Utilization of Wild Species for Wheat Improvement Using Genomic Approaches

Abstract

Wheat is one of the most important food crops in the world in terms of the area, production, and nutrition. It can grow in varied tropical and temperate climates ranging from a few meters to more than 3800 m above sea level. In spite of a wide range of climatic adaptability, a number of biotic and abiotic stresses limit its yield stability. Wild wheat relatively belonging to primary, secondary, and tertiary gene pool contains untapped variation for wheat improvement, both for biotic and abiotic stresses that could be incorporated in cultivated wheat. Diversity of primary gene pool can be incorporated by simple hybridization methods, while diversity of secondary gene pool of Triticum and Aegilops species, sharing one genome common with wheat, can be transferred with slight manipulations in hybridization.
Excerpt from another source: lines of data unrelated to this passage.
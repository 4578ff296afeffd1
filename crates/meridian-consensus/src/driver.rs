//! Phase entry points behind a trait.
//!
//! Phases call back into each other through the scope's injected driver
//! (recovery re-runs PreAccept/Accept/Commit, the executor triggers
//! Prepare), so a test implementation can observe or intercept any phase
//! without touching the protocol code.

use crate::error::Result;
use crate::scope::Scope;
use crate::store::DataStore;
use crate::types::{Instance, InstanceId};

use std::sync::Arc;

use async_trait::async_trait;

#[async_trait]
pub trait PhaseDriver<S: DataStore>: Send + Sync + 'static {
    /// Runs the PreAccept phase for `proposal`. Returns whether the Accept
    /// phase is required (the merged attributes differed, or a replica
    /// disagreed with the leader's attributes).
    async fn pre_accept_phase(&self, scope: &Scope<S>, proposal: Instance) -> Result<bool>;

    async fn accept_phase(&self, scope: &Scope<S>, proposal: Instance) -> Result<()>;

    async fn commit_phase(&self, scope: &Scope<S>, proposal: Instance) -> Result<()>;

    /// Runs explicit recovery for an instance whose commit deadline expired.
    async fn prepare_phase(&self, scope: &Scope<S>, id: InstanceId) -> Result<()>;
}

/// The production driver: each phase is the real protocol.
pub struct ProtocolDriver;

#[async_trait]
impl<S: DataStore> PhaseDriver<S> for ProtocolDriver {
    async fn pre_accept_phase(&self, scope: &Scope<S>, proposal: Instance) -> Result<bool> {
        scope.run_pre_accept_phase(proposal).await
    }

    async fn accept_phase(&self, scope: &Scope<S>, proposal: Instance) -> Result<()> {
        scope.run_accept_phase(proposal).await
    }

    async fn commit_phase(&self, scope: &Scope<S>, proposal: Instance) -> Result<()> {
        scope.run_commit_phase(proposal).await
    }

    async fn prepare_phase(&self, scope: &Scope<S>, id: InstanceId) -> Result<()> {
        scope.run_prepare_phase(id).await
    }
}
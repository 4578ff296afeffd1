use serde::{Deserialize, Serialize};

/// An opaque command targeted at the application store.
///
/// The consensus core never interprets `cmd` or `args`; it forwards the key
/// to the dependency manager and the whole instruction to the store at apply
/// time. Keys may be hierarchical, with `:`-separated segments: a write to a
/// parent key interferes with accesses to its descendants.
#[derive(Debug, Clone, PartialEq, Eq, Serialize, Deserialize)]
pub struct Instruction {
    pub cmd: String,
    pub key: String,
    pub args: Vec<String>,
    /// Client-supplied timestamp, milliseconds since the epoch.
    pub timestamp: u64,
}

impl Instruction {
    #[must_use]
    pub fn new(
        cmd: impl Into<String>,
        key: impl Into<String>,
        args: Vec<String>,
        timestamp: u64,
    ) -> Self {
        Self { cmd: cmd.into(), key: key.into(), args, timestamp }
    }

    /// The key split into its hierarchy segments.
    #[must_use]
    pub fn key_path(&self) -> Vec<&str> {
        self.key.split(':').collect()
    }
}

#[cfg(test)]
mod tests {
    use super::*;

    #[test]
    fn key_path_splits_segments() {
        let instr = Instruction::new("SET", "a:b:c", vec![], 0);
        assert_eq!(instr.key_path(), vec!["a", "b", "c"]);

        let flat = Instruction::new("SET", "a", vec![], 0);
        assert_eq!(flat.key_path(), vec!["a"]);
    }
}
use crate::types::NodeId;

/// Cluster topology as seen by the consensus core.
///
/// The replica set returned for a scope is assumed stable for the lifetime
/// of any instance in it; membership changes mid-instance are out of scope.
pub trait Topology: Send + Sync + 'static {
    /// The identity of this node.
    fn local_id(&self) -> NodeId;

    /// The ordered set of replica endpoints participating in a scope,
    /// including the local node when it is a participant.
    fn replicas_for(&self, scope: &str) -> Vec<NodeId>;
}
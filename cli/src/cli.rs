use std::path::PathBuf;

use engine::{
    Size,
    qwen_image::QwenImageSize,
    request::{ControlCondition, RefRole},
    speech::{AudioFormat, DEFAULT_SAMPLE_RATE, Voice},
    upload,
};

pub const DEFAULT_IMAGE_MODEL: &str = "wan2.2-t2i-flash";
pub const DEFAULT_VIDEO_MODEL: &str = "wanx2.1-vace-plus";

/// Generate images, video and speech on DashScope (Bailian).
///
/// The API key is read from DASHSCOPE_API_KEY.
#[derive(Debug, clap::Parser)]
#[command(name = "bailian", version)]
pub struct Cli {
    /// Overrides the base URL from the config file
    #[arg(long, global = true)]
    pub base_url: Option<String>,

    #[command(subcommand)]
    pub command: Command,
}

#[derive(Debug, clap::Subcommand)]
pub enum Command {
    /// Text to image with the wan t2i models
    Image(Image),
    /// Video synthesis with the wan vace models
    #[command(subcommand)]
    Video(Video),
    /// Inspect or wait for a task submitted earlier
    #[command(subcommand)]
    Task(Task),
    /// Text to speech with qwen-tts
    Speech(Speech),
    /// List the speech voices
    Voices,
    /// Text to image with qwen-image
    QwenImage(QwenImage),
    /// Upload local files to temporary storage and print their oss:// URLs, or
    /// manage files already uploaded
    Upload(Upload),
    /// Check the API key and media tools
    Doctor,
    /// Show the config file, or write one with the defaults
    Config {
        #[arg(long)]
        init: bool,
    },
}

/// Where results go and how long to wait for them
#[derive(Debug, Clone, clap::Args)]
pub struct Output {
    /// Save results here instead of printing their URLs. Several results get
    /// numbered file names.
    #[arg(short, long)]
    pub output: Option<PathBuf>,

    /// Give up after this many seconds. Defaults to the configured ceiling.
    #[arg(long, value_name = "SECS")]
    pub max_wait: Option<u64>,
}

#[derive(Debug, clap::Args)]
pub struct Image {
    pub prompt: String,

    #[arg(short, long, default_value = DEFAULT_IMAGE_MODEL)]
    pub model: String,

    #[arg(short, long, default_value = "1024*1024")]
    pub size: Size,

    #[arg(short, default_value_t = 1)]
    pub n: u8,

    #[arg(long)]
    pub negative_prompt: Option<String>,

    #[arg(long)]
    pub seed: Option<u32>,

    /// Let the platform rewrite the prompt
    #[arg(long)]
    pub prompt_extend: Option<bool>,

    #[arg(long)]
    pub watermark: bool,

    #[command(flatten)]
    pub output: Output,
}

#[derive(Debug, clap::Args)]
pub struct VideoCommon {
    #[arg(short, long)]
    pub prompt: String,

    #[arg(short, long, default_value = DEFAULT_VIDEO_MODEL)]
    pub model: String,

    #[command(flatten)]
    pub output: Output,
}

#[derive(Debug, clap::Subcommand)]
pub enum Video {
    /// Video from up to three reference images
    Reference {
        #[command(flatten)]
        common: VideoCommon,
        /// Reference image URL, repeat for several
        #[arg(long = "image", required = true)]
        images: Vec<String>,
        /// Role of each reference image, in the same order
        #[arg(long = "role")]
        roles: Vec<RefRole>,
        #[arg(short, long)]
        size: Option<Size>,
    },
    /// Restyle a video while keeping its motion
    Repaint {
        #[command(flatten)]
        common: VideoCommon,
        #[arg(long)]
        video: String,
        #[arg(long, value_enum, default_value_t = ControlCondition::Depth)]
        condition: ControlCondition,
    },
    /// Regenerate the masked area of a video
    Edit {
        #[command(flatten)]
        common: VideoCommon,
        #[arg(long)]
        video: String,
        #[arg(long)]
        mask: Option<String>,
    },
    /// Continue from a first frame
    Extend {
        #[command(flatten)]
        common: VideoCommon,
        #[arg(long)]
        first_frame: String,
        /// Seconds
        #[arg(long)]
        duration: Option<u32>,
    },
    /// Outpaint a video beyond its borders
    Expand {
        #[command(flatten)]
        common: VideoCommon,
        #[arg(long)]
        video: String,
        #[arg(long)]
        ratio: Option<f32>,
    },
}

#[derive(Debug, clap::Subcommand)]
pub enum Task {
    /// Poll once
    Status { task_id: String },
    /// Poll until the task finishes
    Wait {
        task_id: String,
        /// Use the video cadence
        #[arg(long)]
        video: bool,
        #[arg(long, value_name = "SECS", value_parser = clap::value_parser!(u64).range(1..))]
        interval: Option<u64>,
        #[command(flatten)]
        output: Output,
    },
}

#[derive(Debug, clap::Args)]
pub struct Speech {
    pub text: String,

    #[arg(short, long, value_enum, default_value_t = Voice::Cherry)]
    pub voice: Voice,

    #[arg(short, long, value_enum, default_value_t = AudioFormat::Wav)]
    pub format: AudioFormat,

    #[arg(long, default_value_t = DEFAULT_SAMPLE_RATE)]
    pub sample_rate: u32,

    #[arg(long, default_value_t = 1.0)]
    pub volume: f32,

    #[arg(long, default_value_t = 1.0)]
    pub speech_rate: f32,

    #[arg(long, default_value_t = 1.0)]
    pub pitch_rate: f32,

    /// Defaults to speech.<format>
    #[arg(short, long)]
    pub output: Option<PathBuf>,
}

#[derive(Debug, clap::Args)]
pub struct QwenImage {
    pub prompt: String,

    #[arg(short, long, value_enum, default_value = "1:1")]
    pub size: QwenImageSize,

    #[arg(long)]
    pub negative_prompt: Option<String>,

    #[arg(long)]
    pub seed: Option<u32>,

    #[arg(long)]
    pub no_prompt_extend: bool,

    #[arg(long)]
    pub watermark: bool,

    #[arg(short, long)]
    pub output: Option<PathBuf>,
}

#[derive(Debug, clap::Args)]
#[command(args_conflicts_with_subcommands = true, subcommand_negates_reqs = true)]
pub struct Upload {
    #[command(subcommand)]
    pub action: Option<UploadAction>,

    #[arg(required = true)]
    pub files: Vec<PathBuf>,

    /// Model the files will be used with
    #[arg(short, long, default_value = upload::DEFAULT_MODEL)]
    pub model: String,
}

#[derive(Debug, clap::Subcommand)]
pub enum UploadAction {
    /// Show one uploaded file
    Info { file_id: String },
    /// List uploaded files
    List {
        #[arg(long)]
        purpose: Option<String>,
        #[arg(long, default_value_t = upload::DEFAULT_LIST_LIMIT, value_parser = clap::value_parser!(u32).range(1..))]
        limit: u32,
    },
    /// Delete an uploaded file
    Delete { file_id: String },
}

#[cfg(test)]
mod test {
    use clap::{CommandFactory, Parser};

    use super::*;

    #[test]
    fn verify_cli() {
        Cli::command().debug_assert();
    }

    #[test]
    fn image_defaults() {
        let cli = Cli::parse_from(["bailian", "image", "a red rose"]);
        let Command::Image(image) = cli.command else {
            panic!("expected image command");
        };
        assert_eq!(image.model, DEFAULT_IMAGE_MODEL);
        assert_eq!(image.size, Size::new(1024, 1024));
        assert_eq!(image.n, 1);
        assert!(image.output.output.is_none());
    }

    #[test]
    fn reference_video_with_roles() {
        let cli = Cli::parse_from([
            "bailian",
            "video",
            "reference",
            "-p",
            "a cat on a sofa",
            "--image",
            "https://x/cat.png",
            "--image",
            "oss://dir/sofa.png",
            "--role",
            "obj",
            "--role",
            "bg",
            "--max-wait",
            "600",
        ]);
        let Command::Video(Video::Reference {
            common,
            images,
            roles,
            size,
        }) = cli.command
        else {
            panic!("expected video reference command");
        };
        assert_eq!(images.len(), 2);
        assert_eq!(roles, [RefRole::Obj, RefRole::Bg]);
        assert_eq!(size, None);
        assert_eq!(common.output.max_wait, Some(600));
    }

    #[test]
    fn bad_size_is_rejected() {
        assert!(Cli::try_parse_from(["bailian", "image", "x", "--size", "1024x1024"]).is_err());
    }

    #[test]
    fn zero_interval_is_rejected() {
        assert!(Cli::try_parse_from(["bailian", "task", "wait", "T1", "--interval", "0"]).is_err());
        let cli = Cli::parse_from(["bailian", "task", "wait", "T1", "--interval", "2"]);
        let Command::Task(Task::Wait { interval, .. }) = cli.command else {
            panic!("expected task wait command");
        };
        assert_eq!(interval, Some(2));
    }

    #[test]
    fn upload_takes_files_or_an_action() {
        let cli = Cli::parse_from(["bailian", "upload", "a.png", "b.mp4"]);
        let Command::Upload(upload) = cli.command else {
            panic!("expected upload command");
        };
        assert!(upload.action.is_none());
        assert_eq!(upload.files.len(), 2);

        let cli = Cli::parse_from(["bailian", "upload", "list", "--limit", "5"]);
        let Command::Upload(upload) = cli.command else {
            panic!("expected upload command");
        };
        assert!(matches!(
            upload.action,
            Some(UploadAction::List {
                purpose: None,
                limit: 5
            })
        ));

        assert!(Cli::try_parse_from(["bailian", "upload"]).is_err());
    }

    #[test]
    fn voices_parse_by_name() {
        let cli = Cli::parse_from(["bailian", "speech", "hello", "--voice", "Chelsie"]);
        let Command::Speech(speech) = cli.command else {
            panic!("expected speech command");
        };
        assert_eq!(speech.voice, Voice::Chelsie);
    }
}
Species belonging to the tertiary gene pool are more distantly related to wheat. To transfer variation from these species to common wheat, special cytogenetic manipulations are required. Availability of various genomic resources of wild species of wheat is making an easy way to reach the genes which become possible because of recent developments in sequencing technologies. These platforms enabled the sequencing of progenitor species of wheat like T. urartu, Aegilops tauschii, wild emmer wheat, and Triticum monococcum as well as transcriptome sequencing of non-progenitor species like Aegilops sharonensis and Agropyron cristatum. Sequence data thus obtained from wild species of wheat hold the potential for the improvement of wheat crop. The genic sequences or expressed sequence tags (ESTs) obtained from the wild species are used to design SNP chips of data capacity 35 K and 820 K which are being used to map and fine map agronomically important genes. Also the technique of flow cytometry enabled the flow sorting of larger genomes which allows the focus only on specific chromosomes containing genes of interest. Besides latest innovation in RenSeq and MutRenSeq allowed the mapping and cloning of disease resistance genes more fast and reliable.